Lors des derniers chapitres, la reine Eva d'Ariéna, petite-fille et fille des héroïnes des tomes un et deux, se rendait compte que celui qu'elle venait d'épouser ne cherchait qu'à obtenir une place au sein de la famille royale. Paul trahissait ses véritables intentions à l'occasion de l'une de ses premières apparitions publiques avec Eva, qui le présentait en tant que "prince consort" et non comme son égal. L'ancien roturier piquait alors une crise mémorable, puis après moult disputes, se lançait dans la préparation du meurtre de sa femme, afin de devenir l'unique régent du royaume.

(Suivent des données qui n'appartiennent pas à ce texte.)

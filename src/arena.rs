//! User memory: one growable arena backing the dictionary and all data
//! allocations.
//!
//! Addresses handed out to Forth code are byte offsets into this buffer, not
//! host pointers, so growing the arena can reallocate the backing storage
//! without invalidating a single link, execution token or user pointer.
//! Offset 0 is reserved; a zero cell therefore reads as a null link, which
//! terminates the dictionary chain.
//!
//! `here` is the allocation pointer. It only moves forward except on an
//! explicit `dealloc` (negative ALLOT), and `shrink` refuses to move the
//! capacity boundary at or below it.

use tracing::{debug, warn};

use crate::cell::{align_addr, is_aligned, Cell, CELL};
use crate::exception::Exception;

/// Initial arena size, in cells.
pub const INIT_USIZE: usize = 4096;
/// Default growth increment, in cells (the UINCR variable's initial value).
pub const INIT_UINCR: usize = 1024;
/// Default low-water threshold, in cells (the UTHRES variable's initial value).
pub const INIT_UTHRES: usize = 1024;

#[derive(Debug)]
pub struct Arena {
    bytes: Vec<u8>,
    here: usize,
}

impl Arena {
    /// Allocate a fresh arena of at least `ncells` cells; zero falls back to
    /// the default size.
    pub fn new(ncells: usize) -> Arena {
        let ncells = if ncells == 0 { INIT_USIZE } else { ncells };
        Arena {
            bytes: vec![0; ncells * CELL],
            // Reserve offset 0 so no entry or allocation lives there.
            here: CELL,
        }
    }

    pub fn size_bytes(&self) -> usize {
        self.bytes.len()
    }

    pub fn size_cells(&self) -> usize {
        self.bytes.len() / CELL
    }

    pub fn here(&self) -> usize {
        self.here
    }

    pub fn unused(&self) -> usize {
        self.bytes.len() - self.here
    }

    /// True when free space has dropped under `threshold_cells`, i.e. the
    /// run loop should grow the arena before the dictionary fills up.
    pub fn should_grow(&self, threshold_cells: usize) -> bool {
        self.unused() / CELL < threshold_cells
    }

    /// Extend capacity by `ncells`. Existing offsets stay valid. Returns
    /// false (arena untouched) if the host allocation fails.
    pub fn grow(&mut self, ncells: usize) -> bool {
        let add = ncells * CELL;
        if self.bytes.try_reserve_exact(add).is_err() {
            warn!(ncells, "user memory grow failed; arena unchanged");
            return false;
        }
        let new_len = self.bytes.len() + add;
        self.bytes.resize(new_len, 0);
        debug!(ncells, total_cells = self.size_cells(), "grew user memory");
        true
    }

    /// Release `ncells` from the end. Refused when the new boundary would
    /// fall at or below `here`.
    pub fn shrink(&mut self, ncells: usize) -> bool {
        let sub = ncells * CELL;
        if sub > self.bytes.len() || self.bytes.len() - sub <= self.here {
            warn!(ncells, "rejected shrink of user memory still in use");
            return false;
        }
        let new_len = self.bytes.len() - sub;
        self.bytes.truncate(new_len);
        self.bytes.shrink_to_fit();
        debug!(ncells, total_cells = self.size_cells(), "shrank user memory");
        true
    }

    /// Advance `here` to the next cell boundary.
    #[must_use]
    pub fn align(&mut self) -> bool {
        let aligned = align_addr(self.here);
        if aligned > self.bytes.len() {
            return false;
        }
        self.here = aligned;
        true
    }

    /// Take `bytes` from the free region, returning the offset of the
    /// allocation. Unlike the source design this is bounds-checked: an
    /// oversized request throws instead of running off the end.
    pub fn alloc(&mut self, bytes: usize) -> Result<usize, Exception> {
        if bytes > self.unused() {
            return Err(Exception::DictionaryOverflow);
        }
        let addr = self.here;
        self.here += bytes;
        Ok(addr)
    }

    /// Give back `bytes` from the end of the allocated region.
    #[must_use]
    pub fn dealloc(&mut self, bytes: usize) -> bool {
        if bytes > self.here - CELL {
            return false;
        }
        self.here -= bytes;
        true
    }

    fn check_range(&self, addr: usize, len: usize) -> Result<(), Exception> {
        // Valid data lives in [CELL, here): offset 0 is the reserved null
        // cell and anything past `here` has never been allocated.
        if addr < CELL || addr.checked_add(len).map_or(true, |end| end > self.here) {
            return Err(Exception::InvalidAddress);
        }
        Ok(())
    }

    pub fn is_valid_cell_addr(&self, addr: usize) -> bool {
        is_aligned(addr) && self.check_range(addr, CELL).is_ok()
    }

    pub fn fetch_cell(&self, addr: usize) -> Result<Cell, Exception> {
        if !is_aligned(addr) {
            return Err(Exception::InvalidAddress);
        }
        self.check_range(addr, CELL)?;
        let mut buf = [0u8; CELL];
        buf.copy_from_slice(&self.bytes[addr..addr + CELL]);
        Ok(Cell::from_ne_bytes(buf))
    }

    pub fn store_cell(&mut self, addr: usize, val: Cell) -> Result<(), Exception> {
        if !is_aligned(addr) {
            return Err(Exception::InvalidAddress);
        }
        self.check_range(addr, CELL)?;
        self.bytes[addr..addr + CELL].copy_from_slice(&val.to_ne_bytes());
        Ok(())
    }

    pub fn fetch_u8(&self, addr: usize) -> Result<u8, Exception> {
        self.check_range(addr, 1)?;
        Ok(self.bytes[addr])
    }

    pub fn store_u8(&mut self, addr: usize, val: u8) -> Result<(), Exception> {
        self.check_range(addr, 1)?;
        self.bytes[addr] = val;
        Ok(())
    }

    pub fn slice(&self, addr: usize, len: usize) -> Result<&[u8], Exception> {
        self.check_range(addr, len)?;
        Ok(&self.bytes[addr..addr + len])
    }

    pub fn slice_mut(&mut self, addr: usize, len: usize) -> Result<&mut [u8], Exception> {
        self.check_range(addr, len)?;
        Ok(&mut self.bytes[addr..addr + len])
    }
}

#[cfg(test)]
mod tests {
    use super::*;

    #[test]
    fn test_alloc_and_align() {
        let mut arena = Arena::new(128);
        let free = arena.unused();
        assert!(arena.align());
        assert_eq!(arena.unused(), free);
        arena.alloc(1).unwrap();
        assert_eq!(arena.unused(), free - 1);
        assert!(arena.align());
        assert_eq!(arena.unused(), free - CELL);
        arena.alloc(CELL - 1).unwrap();
        assert!(arena.align());
        assert_eq!(arena.unused(), free - 2 * CELL);
    }

    #[test]
    fn test_alloc_is_bounds_checked() {
        let mut arena = Arena::new(4);
        assert_eq!(
            arena.alloc(arena.unused() + 1),
            Err(Exception::DictionaryOverflow)
        );
        // A fitting allocation still succeeds afterwards.
        arena.alloc(arena.unused()).unwrap();
        assert_eq!(arena.unused(), 0);
    }

    #[test]
    fn test_cell_store_fetch() {
        let mut arena = Arena::new(16);
        let addr = arena.alloc(CELL).unwrap();
        arena.store_cell(addr, Cell::from_int(-42)).unwrap();
        assert_eq!(arena.fetch_cell(addr).unwrap(), Cell::from_int(-42));
        // Unaligned and unallocated addresses are rejected.
        assert_eq!(arena.fetch_cell(addr + 1), Err(Exception::InvalidAddress));
        assert_eq!(
            arena.fetch_cell(arena.here()),
            Err(Exception::InvalidAddress)
        );
        assert_eq!(arena.fetch_cell(0), Err(Exception::InvalidAddress));
    }

    #[test]
    fn test_byte_store_fetch() {
        let mut arena = Arena::new(16);
        let addr = arena.alloc(4).unwrap();
        arena.store_u8(addr + 3, 0xAB).unwrap();
        assert_eq!(arena.fetch_u8(addr + 3).unwrap(), 0xAB);
        assert_eq!(arena.store_u8(arena.here(), 0), Err(Exception::InvalidAddress));
    }

    #[test]
    fn test_grow_keeps_offsets() {
        let mut arena = Arena::new(8);
        let addr = arena.alloc(CELL).unwrap();
        arena.store_cell(addr, Cell::from_int(7)).unwrap();
        assert!(arena.grow(8));
        assert_eq!(arena.size_cells(), 16);
        assert_eq!(arena.fetch_cell(addr).unwrap(), Cell::from_int(7));
    }

    #[test]
    fn test_shrink_refused_below_here() {
        let mut arena = Arena::new(8);
        arena.alloc(4 * CELL).unwrap();
        let cells = arena.size_cells();
        let here = arena.here();
        // Releasing more than the free tail must be refused with no change.
        assert!(!arena.shrink(5));
        assert_eq!(arena.size_cells(), cells);
        assert_eq!(arena.here(), here);
        assert!(arena.shrink(2));
        assert_eq!(arena.size_cells(), cells - 2);
    }

    #[test]
    fn test_dealloc() {
        let mut arena = Arena::new(8);
        arena.alloc(2 * CELL).unwrap();
        let here = arena.here();
        assert!(arena.dealloc(CELL));
        assert_eq!(arena.here(), here - CELL);
        // Cannot dealloc past the reserved null cell.
        assert!(!arena.dealloc(10 * CELL));
    }
}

Heureusement, quelqu'un dénonçait ses plans à la souveraine, qui se retrouvait obligée de le condamner à mort. Bien que cette trahison l'ait complètement brisée, Eva trouvait le courage de lui rendre une ultime visite la veille de son exécution. C'était avec un calme sidérant qu'elle lui adressait ses dernières paroles. Si vous m'aviez aimée pour ce que je suis, au lieu d'idolâtrer un titre auquel vous ne pourrez jamais prétendre, alors mon coeur serait intact et votre tête ne serait pas vouée à tomber dès l'aube.
— Je n'en suis qu'au début, l'informa Alisée.
Peut-être aurait-elle dû ajouter quelque chose susceptible de relancer la conversation, car l'embarras plana de nouveau. Néanmoins, sa capacité à improviser restait paralysée.
— J'ai toujours trouvé dommage que l'auteure ait un peu repris le même schéma que le premier tome, commenta le roi qui paraissait avoir plus d'inspiration qu'elle. Eva subit le même sort que Lucien, son grand-père qui s'est fait prendre dans les filets de cette sournoise de Kathryn...
— Justement, c'est ce parallèle qui rend l'ensemble si parfait, répliqua la réserviste. L'histoire se répète, mais contrairement à Lucien, Eva se bat et est capable de prendre des décisions difficiles pour conserver sa position.
En prononçant ces mots, elle se rendit compte qu'ils pouvaient également s'appliquer à Sa Majesté, lorsqu'il laissait mourir les Sans-Clan... Pouvait-on vraiment préserver un royaume sans consentir à quelques sacrifices ? Si le roi aimait tant ces romans un peu trop dramatiques, était-ce parce qu'il s'identifiait mieux que quiconque aux personnages ?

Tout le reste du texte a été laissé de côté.